**Work task:**
Whenever a line of the data below holds the string "impl", copy that line.

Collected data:
........
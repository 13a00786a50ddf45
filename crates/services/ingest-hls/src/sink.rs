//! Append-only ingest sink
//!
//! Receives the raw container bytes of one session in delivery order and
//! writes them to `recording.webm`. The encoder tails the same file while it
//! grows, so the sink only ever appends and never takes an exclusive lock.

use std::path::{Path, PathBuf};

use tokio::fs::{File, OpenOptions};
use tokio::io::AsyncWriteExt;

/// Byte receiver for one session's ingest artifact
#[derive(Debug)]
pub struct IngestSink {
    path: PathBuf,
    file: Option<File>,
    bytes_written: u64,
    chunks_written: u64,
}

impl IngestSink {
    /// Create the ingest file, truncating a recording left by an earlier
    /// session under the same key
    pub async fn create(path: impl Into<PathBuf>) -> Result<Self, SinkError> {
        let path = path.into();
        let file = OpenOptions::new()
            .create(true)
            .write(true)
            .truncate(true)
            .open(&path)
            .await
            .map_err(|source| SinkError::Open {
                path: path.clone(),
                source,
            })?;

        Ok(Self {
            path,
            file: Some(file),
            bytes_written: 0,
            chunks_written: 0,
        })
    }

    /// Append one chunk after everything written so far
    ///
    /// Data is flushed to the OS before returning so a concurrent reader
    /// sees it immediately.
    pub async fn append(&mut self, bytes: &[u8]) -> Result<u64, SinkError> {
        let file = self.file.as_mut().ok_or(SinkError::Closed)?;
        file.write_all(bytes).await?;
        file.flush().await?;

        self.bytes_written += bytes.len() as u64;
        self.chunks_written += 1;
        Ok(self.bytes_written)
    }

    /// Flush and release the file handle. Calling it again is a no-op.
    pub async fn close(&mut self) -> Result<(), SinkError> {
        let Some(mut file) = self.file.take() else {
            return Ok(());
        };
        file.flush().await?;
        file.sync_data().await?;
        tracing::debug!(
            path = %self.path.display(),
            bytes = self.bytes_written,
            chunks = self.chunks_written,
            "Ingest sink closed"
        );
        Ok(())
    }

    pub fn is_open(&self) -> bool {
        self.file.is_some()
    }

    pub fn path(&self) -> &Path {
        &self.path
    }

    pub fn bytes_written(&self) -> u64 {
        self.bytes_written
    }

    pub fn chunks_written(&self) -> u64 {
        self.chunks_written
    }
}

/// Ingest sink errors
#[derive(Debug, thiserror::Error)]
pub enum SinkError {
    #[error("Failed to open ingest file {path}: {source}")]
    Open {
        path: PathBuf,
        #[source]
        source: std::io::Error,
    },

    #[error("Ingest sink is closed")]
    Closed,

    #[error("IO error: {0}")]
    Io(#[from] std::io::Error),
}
........
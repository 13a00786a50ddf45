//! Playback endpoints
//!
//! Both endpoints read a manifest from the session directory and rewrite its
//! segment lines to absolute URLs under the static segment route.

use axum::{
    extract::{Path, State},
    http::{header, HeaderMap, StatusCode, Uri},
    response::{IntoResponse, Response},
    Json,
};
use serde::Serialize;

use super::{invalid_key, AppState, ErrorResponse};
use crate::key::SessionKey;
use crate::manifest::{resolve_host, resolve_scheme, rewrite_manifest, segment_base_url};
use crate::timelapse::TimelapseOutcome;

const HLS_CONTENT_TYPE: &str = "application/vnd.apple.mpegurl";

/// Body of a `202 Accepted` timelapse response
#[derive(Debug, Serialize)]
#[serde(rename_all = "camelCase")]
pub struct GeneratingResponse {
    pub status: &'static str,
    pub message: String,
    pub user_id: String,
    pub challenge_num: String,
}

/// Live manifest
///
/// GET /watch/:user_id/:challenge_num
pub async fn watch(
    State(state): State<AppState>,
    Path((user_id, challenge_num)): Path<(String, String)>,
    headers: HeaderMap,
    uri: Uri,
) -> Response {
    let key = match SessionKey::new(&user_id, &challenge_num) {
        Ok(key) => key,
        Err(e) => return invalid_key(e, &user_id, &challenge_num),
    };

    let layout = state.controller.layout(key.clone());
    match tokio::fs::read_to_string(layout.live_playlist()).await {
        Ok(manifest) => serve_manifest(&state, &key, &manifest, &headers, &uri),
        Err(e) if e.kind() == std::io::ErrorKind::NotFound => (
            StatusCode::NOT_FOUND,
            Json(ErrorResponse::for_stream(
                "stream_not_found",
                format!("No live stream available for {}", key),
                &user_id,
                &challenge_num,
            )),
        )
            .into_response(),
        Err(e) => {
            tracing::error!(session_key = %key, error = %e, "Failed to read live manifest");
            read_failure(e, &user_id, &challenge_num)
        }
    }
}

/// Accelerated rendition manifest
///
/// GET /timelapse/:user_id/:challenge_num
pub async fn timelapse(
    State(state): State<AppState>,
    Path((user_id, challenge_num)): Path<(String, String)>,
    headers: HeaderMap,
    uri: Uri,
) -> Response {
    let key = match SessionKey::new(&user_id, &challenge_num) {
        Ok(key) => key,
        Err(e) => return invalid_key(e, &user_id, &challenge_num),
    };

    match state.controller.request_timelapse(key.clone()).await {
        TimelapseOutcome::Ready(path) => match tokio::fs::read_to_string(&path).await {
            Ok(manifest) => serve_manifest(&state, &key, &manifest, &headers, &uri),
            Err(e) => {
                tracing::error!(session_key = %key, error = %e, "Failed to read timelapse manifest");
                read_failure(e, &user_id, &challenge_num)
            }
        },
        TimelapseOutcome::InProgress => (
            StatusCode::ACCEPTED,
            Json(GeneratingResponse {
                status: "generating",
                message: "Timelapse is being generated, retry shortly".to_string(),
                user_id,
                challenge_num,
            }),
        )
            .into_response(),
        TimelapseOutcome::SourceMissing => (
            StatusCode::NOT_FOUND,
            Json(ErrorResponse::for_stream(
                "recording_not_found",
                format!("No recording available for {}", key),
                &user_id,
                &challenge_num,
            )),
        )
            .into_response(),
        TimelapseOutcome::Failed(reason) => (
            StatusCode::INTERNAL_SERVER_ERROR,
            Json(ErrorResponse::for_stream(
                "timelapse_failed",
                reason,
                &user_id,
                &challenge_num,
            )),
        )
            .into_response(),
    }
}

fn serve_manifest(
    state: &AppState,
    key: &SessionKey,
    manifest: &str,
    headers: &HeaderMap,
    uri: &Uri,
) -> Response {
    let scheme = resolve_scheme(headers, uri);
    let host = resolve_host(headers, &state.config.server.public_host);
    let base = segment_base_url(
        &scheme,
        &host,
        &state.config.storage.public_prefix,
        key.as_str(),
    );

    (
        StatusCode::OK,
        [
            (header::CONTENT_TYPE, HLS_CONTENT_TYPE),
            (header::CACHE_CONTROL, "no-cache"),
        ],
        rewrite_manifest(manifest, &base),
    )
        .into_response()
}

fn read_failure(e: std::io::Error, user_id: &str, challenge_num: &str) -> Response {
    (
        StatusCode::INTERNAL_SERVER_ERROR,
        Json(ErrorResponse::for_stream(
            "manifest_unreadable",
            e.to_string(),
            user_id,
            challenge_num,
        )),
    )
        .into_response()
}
........
**Exercise result:**
impl IngestSink {
    pub async fn create(path: impl Into<PathBuf>) -> Result<Self, SinkError> {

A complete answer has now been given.